**WORK ITEM:**
Every line of the material is to be set down exactly as written.

**ENTRIES PROVIDED:**
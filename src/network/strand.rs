//! Serialized execution context for transport writes
//!
//! Jobs posted to a [`Strand`] run one at a time, in posting order, on a
//! single tokio task. The audio callback posts its datagram writes here and
//! never touches the transport itself.

use tokio::runtime::Handle;
use tokio::sync::{mpsc, oneshot};
use tracing::debug;

use crate::error::NetworkError;

type Job = Box<dyn FnOnce() + Send + 'static>;

/// Posting end of a serialized job queue
#[derive(Clone)]
pub struct Strand {
    jobs: mpsc::UnboundedSender<Job>,
}

impl Strand {
    /// Start a strand on the given runtime
    pub fn spawn(handle: &Handle) -> Self {
        let (jobs, mut rx) = mpsc::unbounded_channel::<Job>();

        handle.spawn(async move {
            while let Some(job) = rx.recv().await {
                job();
            }
            debug!("Strand closed");
        });

        Self { jobs }
    }

    /// Start a strand on the runtime of the calling thread
    pub fn current() -> Result<Self, NetworkError> {
        let handle = Handle::try_current()
            .map_err(|e| NetworkError::ConnectionFailed(format!("No tokio runtime: {}", e)))?;
        Ok(Self::spawn(&handle))
    }

    /// Queue `job` behind everything posted so far.
    ///
    /// Never blocks. Returns `false` when the strand's task is gone, in which
    /// case the job is dropped without running.
    pub fn post<F>(&self, job: F) -> bool
    where
        F: FnOnce() + Send + 'static,
    {
        self.jobs.send(Box::new(job)).is_ok()
    }

    /// Wait until every job posted before this call has run
    pub async fn flush(&self) {
        let (done, wait) = oneshot::channel();
        if self.post(move || {
            let _ = done.send(());
        }) {
            let _ = wait.await;
        }
    }

    pub fn is_closed(&self) -> bool {
        self.jobs.is_closed()
    }
}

**THE ANSWER:**
filename src/network/strand.rs
//! Serialized execution context for transport writes
//!
//! Jobs posted to a [`Strand`] run one at a time, in posting order, on a
//! single tokio task. The audio callback posts its datagram writes here and
//! never touches the transport itself.

use tokio::runtime::Handle;
use tokio::sync::{mpsc, oneshot};
use tracing::debug;

use crate::error::NetworkError;

type Job = Box<dyn FnOnce() + Send + 'static>;

/// Posting end of a serialized job queue
#[derive(Clone)]
pub struct Strand {
    jobs: mpsc::UnboundedSender<Job>,
}

impl Strand {
    /// Start a strand on the given runtime
    pub fn spawn(handle: &Handle) -> Self {
        let (jobs, mut rx) = mpsc::unbounded_channel::<Job>();

        handle.spawn(async move {
            while let Some(job) = rx.recv().await {
                job();
            }
            debug!("Strand closed");
        });

        Self { jobs }
    }

    /// Start a strand on the runtime of the calling thread
    pub fn current() -> Result<Self, NetworkError> {
        let handle = Handle::try_current()
            .map_err(|e| NetworkError::ConnectionFailed(format!("No tokio runtime: {}", e)))?;
        Ok(Self::spawn(&handle))
    }

    /// Queue `job` behind everything posted so far.
    ///
    /// Never blocks. Returns `false` when the strand's task is gone, in which
    /// case the job is dropped without running.
    pub fn post<F>(&self, job: F) -> bool
    where
        F: FnOnce() + Send + 'static,
    {
        self.jobs.send(Box::new(job)).is_ok()
    }

    /// Wait until every job posted before this call has run
    pub async fn flush(&self) {
        let (done, wait) = oneshot::channel();
        if self.post(move || {
            let _ = done.send(());
        }) {
            let _ = wait.await;
        }
    }

    pub fn is_closed(&self) -> bool {
        self.jobs.is_closed()
    }
}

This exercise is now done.